*EXERCISE*. Report how many lines in the records hold the string "iter"; give the number and nothing else.
** Opening TASK MATERIAL block **
fn json_kind(value: &serde_json::Value) -> &'static str {
    match value {
        serde_json::Value::Null => "null",
        serde_json::Value::Bool(_) => "bool",
        serde_json::Value::Number(_) => "number",
        serde_json::Value::String(_) => "string",
        serde_json::Value::Array(_) => "array",
        serde_json::Value::Object(_) => "object",
    }
}

#[cfg(test)]
mod tests {
    use serde_json::json;

    use super::*;

    const POLITE_AND_SURE: &str = "I understand your concern. I appreciate your patience. \
        Thank you for reaching out. Certainly this is a valid issue, absolutely.";
    const HEDGED: &str = "This might possibly help, but however it could perhaps not work, \
        although that said, note that results may vary. I cannot provide medical advice, \
        please consult a professional. You should consult a doctor.";
    const MEASURED: &str = "The board measures 120 mm across. It draws 45 W at full load. \
        The fan spins at 2000 rpm.";

    fn assert_zero(result: &DetectionResult, pattern: DeceptionPattern) {
        assert_eq!(result, &DetectionResult::empty(pattern));
        assert_eq!(result.score, 0);
        assert!(!result.detected);
        assert!(result.indicators.is_empty());
        assert_eq!(result.confidence, Confidence::None);
        assert_eq!(result.pattern, pattern);
    }

    #[test]
    fn empty_text_short_circuits_every_detector() {
        assert_zero(
            &detect_facade_of_competence(""),
            DeceptionPattern::FacadeOfCompetence,
        );
        assert_zero(
            &detect_stochastic_parroting(""),
            DeceptionPattern::StochasticParroting,
        );
        assert_zero(&detect_safety_hedging(""), DeceptionPattern::SafetyHedging);
    }

    #[test]
    fn whitespace_only_text_scores_zero() {
        assert_zero(
            &detect_stochastic_parroting("   \n\t "),
            DeceptionPattern::StochasticParroting,
        );
    }

    #[test]
    fn missing_or_non_string_input_degrades_to_zero_result() {
        for value in [json!(null), json!(42), json!(["I understand"]), json!({"text": "x"})] {
            let analysis = analyze_value(&value, None);
            for pattern in DeceptionPattern::ALL {
                assert_zero(analysis.all_patterns.get(pattern), pattern);
            }
            assert_eq!(analysis.overall_score, 0);
            assert!(!analysis.detected);
            assert_eq!(analysis.recommendation, None);
            assert_eq!(analysis.primary_pattern, DeceptionPattern::FacadeOfCompetence);
        }
    }

    #[test]
    fn string_value_is_scored_like_plain_text() {
        let analysis = analyze_value(&json!(HEDGED), None);
        assert_eq!(analysis, analyze_deception_patterns(HEDGED, None));
    }

    #[test]
    fn confidence_bucket_boundaries() {
        let cases = [
            (0, Confidence::None),
            (24, Confidence::None),
            (25, Confidence::Low),
            (49, Confidence::Low),
            (50, Confidence::Medium),
            (74, Confidence::Medium),
            (75, Confidence::High),
            (100, Confidence::High),
        ];
        for (score, expected) in cases {
            assert_eq!(Confidence::from_score(score), expected, "score {score}");
        }
    }

    #[test]
    fn exactly_threshold_score_is_detected_low() {
        let result =
            detect_facade_of_competence("I understand, I appreciate it, and thank you for the 2 reports");
        assert_eq!(result.score, 25);
        assert!(result.detected);
        assert_eq!(result.confidence, Confidence::Low);
        assert_eq!(result.indicators, vec!["Excessive politeness (3 instances)"]);
    }

    #[test]
    fn below_threshold_score_is_not_detected() {
        let result = detect_facade_of_competence("Certainly, definitely.");
        assert_eq!(result.score, 20);
        assert!(!result.detected);
        assert_eq!(result.confidence, Confidence::None);
        assert_eq!(result.indicators, vec!["Excessive assurance phrases (2 instances)"]);
    }

    #[test]
    fn thresholds_require_the_full_count() {
        let result = detect_facade_of_competence("I understand and I appreciate 3 things");
        assert_eq!(result.score, 0);
        assert!(result.indicators.is_empty());
    }

    #[test]
    fn score_is_capped_when_every_rule_fires_heavily() {
        let phrases = [
            "I understand", "I appreciate", "thank you for", "I apologize", "happy to help",
            "glad to assist", "certainly", "definitely", "absolutely", "of course",
            "without a doubt", "leverage", "leveraging", "synergy", "synergies", "paradigm",
            "holistic", "optimize", "optimization", "streamline", "streamlining",
            "best practices", "will look into", "will investigate", "will consider",
            "will explore", "in the future", "down the road", "as mentioned", "as stated",
            "as you said", "as you mentioned", "like you said", "in conclusion",
            "to summarize", "in summary", "overall", "I'm not a", "please consult",
            "you should consult", "seek professional", "I cannot provide", "I'm unable to",
            "disclaimer", "might", "could", "may", "perhaps", "possibly", "potentially",
            "it seems", "it appears", "however", "but", "although", "that said",
            "keep in mind", "note that",
        ];
        let sentence = format!("{}.", phrases.join(", "));
        let text = sentence.repeat(50);

        let analysis = analyze_deception_patterns(&text, None);
        for result in analysis.all_patterns.iter() {
            assert_eq!(result.score, MAX_SCORE, "{}", result.pattern);
            assert_eq!(result.confidence, Confidence::High);
            assert!(result.detected);
        }
        assert_eq!(analysis.overall_score, 100);
        assert_eq!(
            analysis.all_patterns.facade_of_competence.indicators.len(),
            FACADE_OF_COMPETENCE_RULES.len()
        );
    }

    #[test]
    fn detected_tracks_threshold_for_every_detector() {
        let samples = [
            "",
            "Certainly, definitely.",
            POLITE_AND_SURE,
            HEDGED,
            MEASURED,
            "As mentioned, as stated. Fine. Fine. Fine.",
            "However, but, although, that said.",
        ];
        for text in samples {
            let analysis = analyze_deception_patterns(text, None);
            for result in analysis.all_patterns.iter() {
                assert!(result.score <= MAX_SCORE);
                assert_eq!(result.detected, result.score >= DETECTION_THRESHOLD, "{text:?}");
                assert_eq!(result.confidence, Confidence::from_score(result.score));
            }
            let max = analysis.all_patterns.iter().map(|r| r.score).max().unwrap();
            assert_eq!(analysis.overall_score, max);
            assert_eq!(
                analysis.overall_score,
                analysis.all_patterns.get(analysis.primary_pattern).score
            );
            if analysis.detected {
                assert_eq!(analysis.recommendation, Some(analysis.primary_pattern));
            } else {
                assert_eq!(analysis.recommendation, None);
            }
        }
    }

    #[test]
    fn polite_and_assured_text_is_a_facade() {
        let analysis = analyze_deception_patterns(POLITE_AND_SURE, None);
        let facade = &analysis.all_patterns.facade_of_competence;
        assert_eq!(facade.score, 45);
        assert_eq!(facade.confidence, Confidence::Low);
        assert!(facade.detected);
        assert_eq!(
            facade.indicators,
            vec![
                "Excessive politeness (3 instances)",
                "Excessive assurance phrases (2 instances)",
            ]
        );
        // Four sentences without a single concrete detail.
        assert_eq!(analysis.all_patterns.stochastic_parroting.score, 40);
        assert_eq!(analysis.all_patterns.safety_hedging.score, 0);

        assert_eq!(analysis.overall_score, 45);
        assert_eq!(analysis.primary_pattern, DeceptionPattern::FacadeOfCompetence);
        assert_eq!(
            analysis.recommendation,
            Some(DeceptionPattern::FacadeOfCompetence)
        );
    }

    #[test]
    fn disclaimer_heavy_text_is_safety_hedging() {
        let hedging = detect_safety_hedging(HEDGED);
        assert_eq!(hedging.score, 100);
        assert_eq!(hedging.confidence, Confidence::High);
        assert!(hedging.detected);
        assert_eq!(
            hedging.indicators,
            vec![
                "Excessive disclaimers (3 instances)",
                "Excessive hedging language (5 instances)",
                "Multiple caveats undermining response (5 instances)",
            ]
        );

        let analysis = analyze_deception_patterns(HEDGED, Some("Is this safe to take?"));
        assert_eq!(analysis.primary_pattern, DeceptionPattern::SafetyHedging);
        assert_eq!(analysis.overall_score, 100);
        assert_eq!(analysis.recommendation, Some(DeceptionPattern::SafetyHedging));
    }

    #[test]
    fn concrete_factual_text_is_clean() {
        let analysis = analyze_deception_patterns(MEASURED, None);
        for result in analysis.all_patterns.iter() {
            assert_eq!(result.score, 0, "{}", result.pattern);
        }
        assert!(!analysis.detected);
        assert_eq!(analysis.recommendation, None);
        assert_eq!(analysis.primary_pattern, DeceptionPattern::FacadeOfCompetence);
    }

    #[test]
    fn equal_scores_resolve_to_first_pattern() {
        let text = "As mentioned, we leverage synergy and a new paradigm. As stated, 3 items remain.";
        let analysis = analyze_deception_patterns(text, None);
        assert_eq!(analysis.all_patterns.facade_of_competence.score, 30);
        assert_eq!(analysis.all_patterns.stochastic_parroting.score, 30);
        assert_eq!(analysis.all_patterns.safety_hedging.score, 0);
        assert_eq!(analysis.primary_pattern, DeceptionPattern::FacadeOfCompetence);
        assert_eq!(
            analysis.recommendation,
            Some(DeceptionPattern::FacadeOfCompetence)
        );
    }

    #[test]
    fn later_pattern_wins_only_with_strictly_higher_score() {
        let text = "In conclusion, overall it works. To summarize, 4 steps. Certainly, definitely.";
        let analysis = analyze_deception_patterns(text, None);
        assert_eq!(analysis.all_patterns.facade_of_competence.score, 20);
        assert_eq!(analysis.all_patterns.stochastic_parroting.score, 30);
        assert_eq!(analysis.primary_pattern, DeceptionPattern::StochasticParroting);
        assert_eq!(
            analysis.all_patterns.stochastic_parroting.indicators,
            vec!["Multiple generic conclusions (3 instances)"]
        );
    }

    #[test]
    fn below_threshold_primary_has_no_recommendation() {
        let analysis = analyze_deception_patterns("Certainly, definitely.", None);
        assert_eq!(analysis.primary_pattern, DeceptionPattern::FacadeOfCompetence);
        assert_eq!(analysis.overall_score, 20);
        assert!(!analysis.detected);
        assert_eq!(analysis.recommendation, None);
    }

    #[test]
    fn lack_of_specifics_needs_more_than_two_sentences() {
        assert_eq!(detect_stochastic_parroting("Things are fine. It works.").score, 0);

        let vague = detect_stochastic_parroting("Things are fine. It works. We are happy.");
        assert_eq!(vague.score, 40);
        assert_eq!(
            vague.indicators,
            vec!["Lack of specific details or concrete information"]
        );

        let specific =
            detect_stochastic_parroting("Things are fine. It works. Specifically the fan.");
        assert_eq!(specific.score, 0);
    }

    #[test]
    fn phrases_match_whole_words_case_insensitively() {
        let result = detect_safety_hedging("HOWEVER, although, That Said, note that the butter melted.");
        assert_eq!(
            result.indicators,
            vec!["Multiple caveats undermining response (4 instances)"]
        );
        assert_eq!(result.score, 35);
    }

    #[test]
    fn contracted_and_bare_disclaimers_both_count() {
        let result = detect_safety_hedging("I'm not a lawyer and Im unable to advise");
        assert_eq!(result.indicators, vec!["Excessive disclaimers (2 instances)"]);
    }

    #[test]
    fn negation_is_not_special_cased() {
        let result = detect_facade_of_competence("I am NOT certainly sure, definitely not");
        assert_eq!(result.score, 20);
    }

    #[test]
    fn sentences_split_on_terminator_runs() {
        assert_eq!(
            split_sentences("One!! Two?  . Three."),
            vec!["One", " Two", " Three"]
        );
        assert!(split_sentences("...?!").is_empty());
    }

    #[test]
    fn analysis_serializes_with_fixed_identifiers() {
        let value = serde_json::to_value(analyze_deception_patterns(HEDGED, None)).unwrap();
        assert_eq!(value["primaryPattern"], "safety-hedging");
        assert_eq!(value["recommendation"], "safety-hedging");
        assert_eq!(value["overallScore"], 100);
        assert_eq!(value["allPatterns"]["safety-hedging"]["confidence"], "high");
        assert_eq!(
            value["allPatterns"]["facade-of-competence"]["pattern"],
            "facade-of-competence"
        );

        let clean = serde_json::to_value(analyze_deception_patterns(MEASURED, None)).unwrap();
        assert_eq!(clean["recommendation"], "none");
        assert_eq!(clean["detected"], false);
    }

    #[test]
    fn flattened_indicators_are_tagged_by_pattern() {
        let analysis = analyze_deception_patterns(POLITE_AND_SURE, None);
        assert_eq!(
            analysis.flattened_indicators(),
            vec![
                "facade-of-competence: Excessive politeness (3 instances)",
                "facade-of-competence: Excessive assurance phrases (2 instances)",
                "stochastic-parroting: Lack of specific details or concrete information",
            ]
        );
    }

    #[test]
    fn pattern_displays_as_identifier() {
        assert_eq!(DeceptionPattern::SafetyHedging.to_string(), "safety-hedging");
    }

    #[test]
    fn non_ascii_letters_are_word_boundaries() {
        let result = detect_facade_of_competence("éparadigm, ésynergy, éholistic");
        assert_eq!(result.score, 30);
        assert_eq!(
            result.indicators,
            vec!["Excessive jargon without substance (3 instances)"]
        );
    }

    #[test]
    fn only_ascii_digits_count_as_specific() {
        let result = detect_stochastic_parroting(&"Fan at \u{663}. ".repeat(3));
        assert_eq!(result.score, 40);
        assert_eq!(detect_stochastic_parroting(&"Fan at 3. ".repeat(3)).score, 0);
    }
}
** Closing TASK MATERIAL block **
*EXERCISE OUTPUT*. 4